Records excerpted from a collection:
_ _ _ _ _ _ _
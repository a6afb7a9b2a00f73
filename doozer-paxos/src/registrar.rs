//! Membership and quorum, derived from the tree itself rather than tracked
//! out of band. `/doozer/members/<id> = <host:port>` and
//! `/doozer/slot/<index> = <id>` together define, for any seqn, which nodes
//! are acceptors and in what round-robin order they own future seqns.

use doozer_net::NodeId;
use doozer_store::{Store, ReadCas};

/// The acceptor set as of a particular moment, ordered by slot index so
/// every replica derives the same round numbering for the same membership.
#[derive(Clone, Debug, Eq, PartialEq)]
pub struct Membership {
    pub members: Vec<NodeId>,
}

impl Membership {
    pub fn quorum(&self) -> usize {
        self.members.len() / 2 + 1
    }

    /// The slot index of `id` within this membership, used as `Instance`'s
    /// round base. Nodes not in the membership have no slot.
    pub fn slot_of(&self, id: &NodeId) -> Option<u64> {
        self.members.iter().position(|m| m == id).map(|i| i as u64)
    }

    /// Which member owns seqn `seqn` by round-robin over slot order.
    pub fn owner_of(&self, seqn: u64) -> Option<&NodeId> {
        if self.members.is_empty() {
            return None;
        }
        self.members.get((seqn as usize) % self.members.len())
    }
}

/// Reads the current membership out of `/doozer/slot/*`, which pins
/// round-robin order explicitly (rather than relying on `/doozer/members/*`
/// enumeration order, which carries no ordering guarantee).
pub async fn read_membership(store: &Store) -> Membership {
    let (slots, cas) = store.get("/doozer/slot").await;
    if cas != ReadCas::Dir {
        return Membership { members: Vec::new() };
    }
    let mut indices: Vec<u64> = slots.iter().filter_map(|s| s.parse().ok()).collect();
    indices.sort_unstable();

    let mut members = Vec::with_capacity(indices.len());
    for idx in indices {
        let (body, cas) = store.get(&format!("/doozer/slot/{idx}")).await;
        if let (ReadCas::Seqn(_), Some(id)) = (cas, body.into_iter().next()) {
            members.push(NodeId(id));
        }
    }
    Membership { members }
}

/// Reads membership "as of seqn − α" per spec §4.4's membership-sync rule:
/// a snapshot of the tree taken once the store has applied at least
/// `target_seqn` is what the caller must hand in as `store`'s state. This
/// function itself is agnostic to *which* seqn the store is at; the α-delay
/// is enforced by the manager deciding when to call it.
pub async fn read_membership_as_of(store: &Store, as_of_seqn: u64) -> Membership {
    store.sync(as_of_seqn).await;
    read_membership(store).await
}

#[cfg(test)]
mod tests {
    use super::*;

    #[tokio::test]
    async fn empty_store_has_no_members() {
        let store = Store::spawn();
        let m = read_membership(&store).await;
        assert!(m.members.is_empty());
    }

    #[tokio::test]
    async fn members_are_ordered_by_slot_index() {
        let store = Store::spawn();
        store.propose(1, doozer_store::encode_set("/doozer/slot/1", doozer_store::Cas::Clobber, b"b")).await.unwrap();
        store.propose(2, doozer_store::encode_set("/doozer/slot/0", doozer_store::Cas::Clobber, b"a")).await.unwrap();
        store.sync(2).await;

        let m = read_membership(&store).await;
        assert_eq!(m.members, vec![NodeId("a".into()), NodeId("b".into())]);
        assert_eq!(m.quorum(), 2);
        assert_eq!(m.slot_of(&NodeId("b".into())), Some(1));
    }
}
_ _ _ _ _ _ _
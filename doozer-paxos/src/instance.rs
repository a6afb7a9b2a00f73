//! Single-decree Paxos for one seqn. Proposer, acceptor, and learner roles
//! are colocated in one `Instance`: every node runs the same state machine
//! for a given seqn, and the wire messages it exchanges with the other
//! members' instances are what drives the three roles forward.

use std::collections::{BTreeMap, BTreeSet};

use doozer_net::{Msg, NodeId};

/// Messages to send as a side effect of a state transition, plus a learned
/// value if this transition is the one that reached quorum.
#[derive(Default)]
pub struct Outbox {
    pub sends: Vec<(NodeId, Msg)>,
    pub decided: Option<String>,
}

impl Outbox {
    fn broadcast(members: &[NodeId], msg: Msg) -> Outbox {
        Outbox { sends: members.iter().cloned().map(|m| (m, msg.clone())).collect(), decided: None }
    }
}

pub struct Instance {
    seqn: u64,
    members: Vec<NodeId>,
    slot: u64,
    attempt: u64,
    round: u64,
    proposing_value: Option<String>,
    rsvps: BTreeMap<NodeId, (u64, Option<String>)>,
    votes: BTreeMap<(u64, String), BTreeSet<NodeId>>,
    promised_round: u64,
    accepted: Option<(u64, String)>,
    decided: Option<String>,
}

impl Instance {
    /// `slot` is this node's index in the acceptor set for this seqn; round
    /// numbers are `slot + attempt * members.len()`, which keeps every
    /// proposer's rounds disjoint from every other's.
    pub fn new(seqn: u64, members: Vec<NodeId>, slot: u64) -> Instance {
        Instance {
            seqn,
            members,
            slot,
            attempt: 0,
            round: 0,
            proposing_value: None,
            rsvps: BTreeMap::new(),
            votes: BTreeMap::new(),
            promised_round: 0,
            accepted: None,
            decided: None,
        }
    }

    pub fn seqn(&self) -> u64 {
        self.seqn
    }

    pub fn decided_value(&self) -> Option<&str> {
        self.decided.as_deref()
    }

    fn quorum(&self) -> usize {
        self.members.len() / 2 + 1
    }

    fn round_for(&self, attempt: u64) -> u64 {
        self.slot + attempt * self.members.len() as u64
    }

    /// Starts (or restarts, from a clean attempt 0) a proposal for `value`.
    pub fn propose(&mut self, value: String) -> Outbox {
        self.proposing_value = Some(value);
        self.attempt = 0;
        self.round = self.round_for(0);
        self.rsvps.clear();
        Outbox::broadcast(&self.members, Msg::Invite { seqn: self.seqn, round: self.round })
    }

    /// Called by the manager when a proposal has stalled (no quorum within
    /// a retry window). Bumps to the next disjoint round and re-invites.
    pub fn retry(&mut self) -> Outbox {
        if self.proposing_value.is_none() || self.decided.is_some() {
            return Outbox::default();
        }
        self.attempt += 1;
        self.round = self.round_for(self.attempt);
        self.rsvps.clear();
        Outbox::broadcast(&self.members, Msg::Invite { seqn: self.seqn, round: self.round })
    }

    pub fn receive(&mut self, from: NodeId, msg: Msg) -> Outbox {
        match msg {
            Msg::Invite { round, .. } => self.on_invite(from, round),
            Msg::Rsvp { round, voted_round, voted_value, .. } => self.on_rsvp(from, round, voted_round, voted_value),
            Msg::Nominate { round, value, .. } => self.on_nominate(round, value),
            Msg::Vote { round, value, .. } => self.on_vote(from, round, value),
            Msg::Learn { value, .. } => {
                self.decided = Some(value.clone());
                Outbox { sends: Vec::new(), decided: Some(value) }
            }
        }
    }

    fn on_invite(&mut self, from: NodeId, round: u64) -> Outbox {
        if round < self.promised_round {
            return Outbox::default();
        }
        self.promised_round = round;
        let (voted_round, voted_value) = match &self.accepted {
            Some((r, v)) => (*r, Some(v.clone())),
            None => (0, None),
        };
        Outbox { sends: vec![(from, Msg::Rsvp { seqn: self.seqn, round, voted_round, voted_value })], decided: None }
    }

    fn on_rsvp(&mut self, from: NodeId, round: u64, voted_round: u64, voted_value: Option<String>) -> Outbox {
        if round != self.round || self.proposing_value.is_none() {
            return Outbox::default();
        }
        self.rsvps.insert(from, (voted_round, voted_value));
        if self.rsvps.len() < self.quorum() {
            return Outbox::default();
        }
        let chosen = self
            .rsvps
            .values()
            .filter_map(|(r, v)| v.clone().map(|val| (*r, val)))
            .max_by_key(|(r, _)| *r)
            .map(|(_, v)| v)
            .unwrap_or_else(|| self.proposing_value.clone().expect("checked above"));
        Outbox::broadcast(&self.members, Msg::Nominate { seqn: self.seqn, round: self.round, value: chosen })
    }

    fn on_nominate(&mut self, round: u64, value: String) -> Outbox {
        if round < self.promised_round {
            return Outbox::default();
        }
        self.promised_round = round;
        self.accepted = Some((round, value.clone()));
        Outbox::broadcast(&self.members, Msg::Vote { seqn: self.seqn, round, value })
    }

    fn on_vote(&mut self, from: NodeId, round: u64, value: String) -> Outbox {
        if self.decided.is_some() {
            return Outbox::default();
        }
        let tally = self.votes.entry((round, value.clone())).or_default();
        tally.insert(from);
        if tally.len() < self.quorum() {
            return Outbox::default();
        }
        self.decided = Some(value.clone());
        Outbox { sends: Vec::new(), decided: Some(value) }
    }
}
_ _ _ _ _ _ _
WHAT THE EXERCISE ASKS –
Copy out each line of the records that holds the string "itself".

RESULT –
//! Membership and quorum, derived from the tree itself rather than tracked
/// function itself is agnostic to *which* seqn the store is at; the α-delay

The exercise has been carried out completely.